[Problem requirements]: Each record is to be reproduced verbatim.

━━━ Records shown

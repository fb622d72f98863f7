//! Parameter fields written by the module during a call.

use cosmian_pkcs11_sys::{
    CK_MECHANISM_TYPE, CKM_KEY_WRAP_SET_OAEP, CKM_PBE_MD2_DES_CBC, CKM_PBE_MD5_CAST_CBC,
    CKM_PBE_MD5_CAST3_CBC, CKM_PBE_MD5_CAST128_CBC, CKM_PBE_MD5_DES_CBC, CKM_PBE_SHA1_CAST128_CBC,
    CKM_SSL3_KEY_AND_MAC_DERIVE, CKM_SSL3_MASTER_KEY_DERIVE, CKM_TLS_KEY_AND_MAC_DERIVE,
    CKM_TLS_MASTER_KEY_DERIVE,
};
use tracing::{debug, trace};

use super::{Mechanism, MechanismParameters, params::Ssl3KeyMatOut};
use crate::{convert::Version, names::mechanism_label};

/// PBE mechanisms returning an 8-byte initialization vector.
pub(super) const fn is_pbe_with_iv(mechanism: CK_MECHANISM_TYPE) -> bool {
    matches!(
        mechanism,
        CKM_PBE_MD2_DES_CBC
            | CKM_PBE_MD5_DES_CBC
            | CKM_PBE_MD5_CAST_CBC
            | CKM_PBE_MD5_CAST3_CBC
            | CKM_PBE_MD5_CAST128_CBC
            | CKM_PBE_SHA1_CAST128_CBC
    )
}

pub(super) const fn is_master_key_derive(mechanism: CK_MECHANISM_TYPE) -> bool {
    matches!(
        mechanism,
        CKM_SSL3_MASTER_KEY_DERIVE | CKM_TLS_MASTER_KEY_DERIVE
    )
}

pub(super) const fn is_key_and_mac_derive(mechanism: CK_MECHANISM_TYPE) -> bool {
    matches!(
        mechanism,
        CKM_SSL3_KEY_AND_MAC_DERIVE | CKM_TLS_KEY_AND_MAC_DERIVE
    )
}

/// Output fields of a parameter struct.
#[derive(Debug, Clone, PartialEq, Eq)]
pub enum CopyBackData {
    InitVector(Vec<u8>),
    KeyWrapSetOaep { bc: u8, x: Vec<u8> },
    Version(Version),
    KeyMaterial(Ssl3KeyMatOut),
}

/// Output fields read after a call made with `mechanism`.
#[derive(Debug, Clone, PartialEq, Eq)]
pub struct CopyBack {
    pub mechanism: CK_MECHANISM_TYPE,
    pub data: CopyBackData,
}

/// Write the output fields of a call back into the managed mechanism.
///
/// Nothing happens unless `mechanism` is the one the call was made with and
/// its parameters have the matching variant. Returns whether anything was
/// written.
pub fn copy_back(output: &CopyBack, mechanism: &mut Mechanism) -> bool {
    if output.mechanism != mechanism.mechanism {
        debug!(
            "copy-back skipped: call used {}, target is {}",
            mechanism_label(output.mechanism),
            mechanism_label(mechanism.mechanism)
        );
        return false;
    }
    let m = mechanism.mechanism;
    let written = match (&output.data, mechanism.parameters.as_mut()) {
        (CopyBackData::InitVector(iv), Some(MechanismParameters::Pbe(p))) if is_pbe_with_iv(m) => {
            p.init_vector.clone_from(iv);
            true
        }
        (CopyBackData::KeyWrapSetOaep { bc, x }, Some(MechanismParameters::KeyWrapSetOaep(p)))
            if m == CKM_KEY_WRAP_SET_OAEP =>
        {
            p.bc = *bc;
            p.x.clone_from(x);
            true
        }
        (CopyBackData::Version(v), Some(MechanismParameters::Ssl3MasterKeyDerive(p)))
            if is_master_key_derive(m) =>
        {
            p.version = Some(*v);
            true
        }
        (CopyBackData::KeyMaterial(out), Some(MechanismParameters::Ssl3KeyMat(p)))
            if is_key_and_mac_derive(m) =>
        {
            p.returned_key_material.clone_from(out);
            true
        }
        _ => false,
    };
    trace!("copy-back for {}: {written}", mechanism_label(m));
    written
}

━━━━━━

[Task answer]:
repository fb622d72f98863f7
//! Parameter fields written by the module during a call.

use cosmian_pkcs11_sys::{
    CK_MECHANISM_TYPE, CKM_KEY_WRAP_SET_OAEP, CKM_PBE_MD2_DES_CBC, CKM_PBE_MD5_CAST_CBC,
    CKM_PBE_MD5_CAST3_CBC, CKM_PBE_MD5_CAST128_CBC, CKM_PBE_MD5_DES_CBC, CKM_PBE_SHA1_CAST128_CBC,
    CKM_SSL3_KEY_AND_MAC_DERIVE, CKM_SSL3_MASTER_KEY_DERIVE, CKM_TLS_KEY_AND_MAC_DERIVE,
    CKM_TLS_MASTER_KEY_DERIVE,
};
use tracing::{debug, trace};

use super::{Mechanism, MechanismParameters, params::Ssl3KeyMatOut};
use crate::{convert::Version, names::mechanism_label};

/// PBE mechanisms returning an 8-byte initialization vector.
pub(super) const fn is_pbe_with_iv(mechanism: CK_MECHANISM_TYPE) -> bool {
    matches!(
        mechanism,
        CKM_PBE_MD2_DES_CBC
            | CKM_PBE_MD5_DES_CBC
            | CKM_PBE_MD5_CAST_CBC
            | CKM_PBE_MD5_CAST3_CBC
            | CKM_PBE_MD5_CAST128_CBC
            | CKM_PBE_SHA1_CAST128_CBC
    )
}

pub(super) const fn is_master_key_derive(mechanism: CK_MECHANISM_TYPE) -> bool {
    matches!(
        mechanism,
        CKM_SSL3_MASTER_KEY_DERIVE | CKM_TLS_MASTER_KEY_DERIVE
    )
}

pub(super) const fn is_key_and_mac_derive(mechanism: CK_MECHANISM_TYPE) -> bool {
    matches!(
        mechanism,
        CKM_SSL3_KEY_AND_MAC_DERIVE | CKM_TLS_KEY_AND_MAC_DERIVE
    )
}

/// Output fields of a parameter struct.
#[derive(Debug, Clone, PartialEq, Eq)]
pub enum CopyBackData {
    InitVector(Vec<u8>),
    KeyWrapSetOaep { bc: u8, x: Vec<u8> },
    Version(Version),
    KeyMaterial(Ssl3KeyMatOut),
}

/// Output fields read after a call made with `mechanism`.
#[derive(Debug, Clone, PartialEq, Eq)]
pub struct CopyBack {
    pub mechanism: CK_MECHANISM_TYPE,
    pub data: CopyBackData,
}

/// Write the output fields of a call back into the managed mechanism.
///
/// Nothing happens unless `mechanism` is the one the call was made with and
/// its parameters have the matching variant. Returns whether anything was
/// written.
pub fn copy_back(output: &CopyBack, mechanism: &mut Mechanism) -> bool {
    if output.mechanism != mechanism.mechanism {
        debug!(
            "copy-back skipped: call used {}, target is {}",
            mechanism_label(output.mechanism),
            mechanism_label(mechanism.mechanism)
        );
        return false;
    }
    let m = mechanism.mechanism;
    let written = match (&output.data, mechanism.parameters.as_mut()) {
        (CopyBackData::InitVector(iv), Some(MechanismParameters::Pbe(p))) if is_pbe_with_iv(m) => {
            p.init_vector.clone_from(iv);
            true
        }
        (CopyBackData::KeyWrapSetOaep { bc, x }, Some(MechanismParameters::KeyWrapSetOaep(p)))
            if m == CKM_KEY_WRAP_SET_OAEP =>
        {
            p.bc = *bc;
            p.x.clone_from(x);
            true
        }
        (CopyBackData::Version(v), Some(MechanismParameters::Ssl3MasterKeyDerive(p)))
            if is_master_key_derive(m) =>
        {
            p.version = Some(*v);
            true
        }
        (CopyBackData::KeyMaterial(out), Some(MechanismParameters::Ssl3KeyMat(p)))
            if is_key_and_mac_derive(m) =>
        {
            p.returned_key_material.clone_from(out);
            true
        }
        _ => false,
    };
    trace!("copy-back for {}: {written}", mechanism_label(m));
    written
}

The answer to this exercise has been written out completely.